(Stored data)
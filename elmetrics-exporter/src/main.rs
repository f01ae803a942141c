// ELMetrics Exporter - Prometheus exporter for ECHONET Lite devices
// Copyright (c) 2025 David Martin Venti
//
// Dual-licensed under AGPL-3.0 and Commercial License.
// See LICENSE file for details.

//! # ELMetrics Exporter
//!
//! Prometheus exporter for ECHONET Lite energy, water and climate devices.
//! Every scrape of `/metrics` runs one poll cycle over the discovered
//! devices.
//!
//! ## Usage
//!
//! ```bash
//! # Serve a recorded fixture
//! elmetrics-exporter --fixture demos/fixture.csv
//!
//! # Use a config file, overriding the port
//! elmetrics-exporter --config config.json --port 9464
//! ```

mod config;

#[cfg(feature = "replay")]
mod replay;

use axum::{
    extract::State,
    http::{header, StatusCode},
    response::{Html, IntoResponse},
    routing::get,
    Json, Router,
};
use clap::Parser;
use config::{ConfigFileError, FileConfig, Overrides};
use elmetrics::{DeviceTransport, ElMetricsError, Exporter, StaticTransport};
use serde::Serialize;
use std::process::ExitCode;
use std::sync::atomic::{AtomicBool, Ordering};
use std::sync::Arc;
use tokio::net::TcpListener;
use tracing::{error, info, warn, Level};
use tracing_subscriber::EnvFilter;

#[cfg(feature = "replay")]
use replay::{Fixture, FixtureInfo, ReplayError};

const TEXT_FORMAT: &str = "text/plain; version=0.0.4; charset=utf-8";

/// ECHONET Lite Prometheus Exporter
#[derive(Parser, Debug)]
#[command(author, version, about, long_about = None)]
struct Args {
    /// JSON config file
    #[arg(short, long)]
    config: Option<String>,

    /// Address to listen on
    #[arg(short, long)]
    address: Option<String>,

    /// Port to listen on
    #[arg(short, long)]
    port: Option<u16>,

    /// CSV fixture to serve instead of a live network
    #[arg(short, long)]
    fixture: Option<String>,

    /// Discovery window in seconds
    #[arg(long)]
    discovery_secs: Option<u64>,

    /// Devices polled at the same time
    #[arg(long)]
    concurrency: Option<usize>,

    /// Per-property fetch timeout in milliseconds
    #[arg(long)]
    fetch_timeout_ms: Option<u64>,

    /// Log level (trace, debug, info, warn, error)
    #[arg(long, default_value = "info")]
    log_level: String,
}

impl Args {
    fn overrides(&self) -> Overrides {
        Overrides {
            address: self.address.clone(),
            port: self.port,
            discovery_secs: self.discovery_secs,
            concurrency: self.concurrency,
            fetch_timeout_ms: self.fetch_timeout_ms,
        }
    }
}

/// Errors that stop the exporter before it serves.
#[derive(Debug, thiserror::Error)]
enum StartupError {
    #[error("Configuration: {0}")]
    Config(#[from] ConfigFileError),

    #[cfg(feature = "replay")]
    #[error("Fixture: {0}")]
    Replay(#[from] ReplayError),

    #[error("Exporter: {0}")]
    Exporter(#[from] ElMetricsError),

    #[error("Server: {0}")]
    Io(#[from] std::io::Error),
}

/// Application state shared across handlers.
struct AppState {
    exporter: Arc<Exporter>,
    discovered: AtomicBool,
    #[cfg(feature = "replay")]
    fixture_info: Option<FixtureInfo>,
    start_time: std::time::Instant,
}

#[tokio::main]
async fn main() -> ExitCode {
    let args = Args::parse();

    // Initialize tracing
    let filter = EnvFilter::try_from_default_env().unwrap_or_else(|_| {
        let level = match args.log_level.to_lowercase().as_str() {
            "trace" => Level::TRACE,
            "debug" => Level::DEBUG,
            "info" => Level::INFO,
            "warn" => Level::WARN,
            "error" => Level::ERROR,
            _ => Level::INFO,
        };
        EnvFilter::from_default_env().add_directive(level.into())
    });

    tracing_subscriber::fmt().with_env_filter(filter).init();

    info!("ELMetrics Exporter v{}", env!("CARGO_PKG_VERSION"));

    match run(args).await {
        Ok(()) => ExitCode::SUCCESS,
        Err(e) => {
            error!("{}", e);
            ExitCode::FAILURE
        }
    }
}

async fn run(args: Args) -> Result<(), StartupError> {
    let file_config = match args.config {
        Some(ref path) => FileConfig::load(path)?,
        None => FileConfig::default(),
    };
    let config = file_config.merge(args.overrides())?;

    // Build transport
    #[cfg(feature = "replay")]
    let (transport, fixture_info) = match args.fixture {
        Some(ref path) => {
            let fixture = Fixture::from_csv(path)?;
            let info = fixture.info();
            (fixture.into_transport(), Some(info))
        }
        None => {
            warn!("No fixture specified, serving an empty device set");
            (StaticTransport::new(), None)
        }
    };

    #[cfg(not(feature = "replay"))]
    let transport = {
        if args.fixture.is_some() {
            warn!("Replay feature not enabled, ignoring --fixture argument");
        }
        StaticTransport::new()
    };

    let transport: Arc<dyn DeviceTransport> = Arc::new(transport);

    // Rule/gauge mismatches are fatal here, before the listener is bound
    let exporter = Arc::new(Exporter::builtin(transport, config.exporter_config())?);

    let state = Arc::new(AppState {
        exporter: Arc::clone(&exporter),
        discovered: AtomicBool::new(false),
        #[cfg(feature = "replay")]
        fixture_info,
        start_time: std::time::Instant::now(),
    });

    // Discovery runs while the server starts
    let discovery_state = Arc::clone(&state);
    tokio::spawn(async move {
        discovery_state.exporter.discover().await;
        discovery_state.discovered.store(true, Ordering::SeqCst);
    });

    // Build router
    let app = Router::new()
        .route("/", get(root_handler))
        .route("/metrics", get(metrics_handler))
        .route("/health", get(health_handler))
        .route("/ready", get(ready_handler))
        .route("/status", get(status_handler))
        .with_state(state);

    // Start server
    let addr = config.listen_addr();
    let listener = TcpListener::bind(&addr).await?;
    info!("Starting server on http://{}", addr);
    info!("Metrics endpoint: http://{}/metrics", addr);

    axum::serve(listener, app)
        .with_graceful_shutdown(shutdown_signal())
        .await?;

    exporter.shutdown().await;
    Ok(())
}

async fn shutdown_signal() {
    if let Err(e) = tokio::signal::ctrl_c().await {
        warn!("Failed to listen for shutdown signal: {}", e);
        std::future::pending::<()>().await;
    }
    info!("Shutdown signal received");
}

/// Root handler - shows a simple HTML page.
async fn root_handler() -> Html<&'static str> {
    Html(
        r#"<!DOCTYPE html>
<html>
<head>
    <title>ELMetrics Exporter</title>
    <style>
        body { font-family: -apple-system, BlinkMacSystemFont, 'Segoe UI', Roboto, sans-serif; max-width: 800px; margin: 50px auto; padding: 20px; }
        h1 { color: #2c3e50; }
        a { color: #3498db; text-decoration: none; }
        .endpoints { background: #f8f9fa; padding: 20px; border-radius: 8px; margin: 20px 0; }
        code { background: #e9ecef; padding: 2px 6px; border-radius: 4px; }
    </style>
</head>
<body>
    <h1>ELMetrics Exporter</h1>
    <p>Prometheus exporter for ECHONET Lite energy, water and climate devices.</p>

    <div class="endpoints">
        <h2>Endpoints</h2>
        <div><a href="/metrics">/metrics</a> - Prometheus metrics (polls all devices)</div>
        <div><a href="/health">/health</a> - Health check</div>
        <div><a href="/ready">/ready</a> - Ready once discovery has finished</div>
        <div><a href="/status">/status</a> - Status information (JSON)</div>
    </div>

    <h2>Metrics</h2>
    <ul>
        <li><code>total_power_watts</code>, <code>circuit_power_watts</code> - Distribution panel power</li>
        <li><code>power_total_in_kwh</code>, <code>power_total_out_kwh</code> - Distribution panel energy</li>
        <li><code>power_generated_watts</code>, <code>power_generated_kwh</code>, <code>power_sold_kwh</code> - Solar generation</li>
        <li><code>water_*</code> - Water meter and water heater</li>
        <li><code>air_conditioner_temperature_celsius</code> - Indoor/outdoor temperature</li>
        <li><code>echonet_exporter_*</code> - Exporter self-metrics</li>
    </ul>
</body>
</html>"#,
    )
}

/// Metrics handler - polls devices and returns Prometheus text format.
async fn metrics_handler(State(state): State<Arc<AppState>>) -> impl IntoResponse {
    match state.exporter.poll_and_export().await {
        Ok(text) => (StatusCode::OK, [(header::CONTENT_TYPE, TEXT_FORMAT)], text),
        Err(e) => {
            error!("Failed to export metrics: {}", e);
            (
                StatusCode::INTERNAL_SERVER_ERROR,
                [(header::CONTENT_TYPE, "text/plain; charset=utf-8")],
                e.to_string(),
            )
        }
    }
}

/// Health check handler.
async fn health_handler() -> impl IntoResponse {
    (StatusCode::OK, "OK")
}

/// Readiness check handler.
async fn ready_handler(State(state): State<Arc<AppState>>) -> impl IntoResponse {
    if state.discovered.load(Ordering::SeqCst) {
        (StatusCode::OK, "Ready")
    } else {
        (StatusCode::SERVICE_UNAVAILABLE, "Discovering")
    }
}

/// Status information response.
#[derive(Serialize)]
struct StatusResponse {
    version: String,
    uptime_secs: u64,
    discovered: bool,
    device_count: usize,
    devices: Vec<DeviceStatus>,
    #[cfg(feature = "replay")]
    #[serde(skip_serializing_if = "Option::is_none")]
    fixture: Option<FixtureInfo>,
}

/// One discovered device.
#[derive(Serialize)]
struct DeviceStatus {
    address: String,
    group: String,
    class: String,
    supported: bool,
}

/// Status handler - returns JSON status information.
async fn status_handler(State(state): State<Arc<AppState>>) -> Json<StatusResponse> {
    let registry = state.exporter.poller().registry();
    let devices: Vec<DeviceStatus> = state
        .exporter
        .devices()
        .await
        .into_iter()
        .map(|device| DeviceStatus {
            group: elmetrics::group_name(device.class.group).into_owned(),
            class: elmetrics::class_name(device.class.group, device.class.class).into_owned(),
            supported: registry.supports(device.class),
            address: device.address,
        })
        .collect();

    Json(StatusResponse {
        version: env!("CARGO_PKG_VERSION").to_string(),
        uptime_secs: state.start_time.elapsed().as_secs(),
        discovered: state.discovered.load(Ordering::SeqCst),
        device_count: devices.len(),
        devices,
        #[cfg(feature = "replay")]
        fixture: state.fixture_info.clone(),
    })
}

Work to complete = List every line in the records above that contains the word "water".

Task response =
//! Prometheus exporter for ECHONET Lite energy, water and climate devices.
    <p>Prometheus exporter for ECHONET Lite energy, water and climate devices.</p>
        <li><code>water_*</code> - Water meter and water heater</li>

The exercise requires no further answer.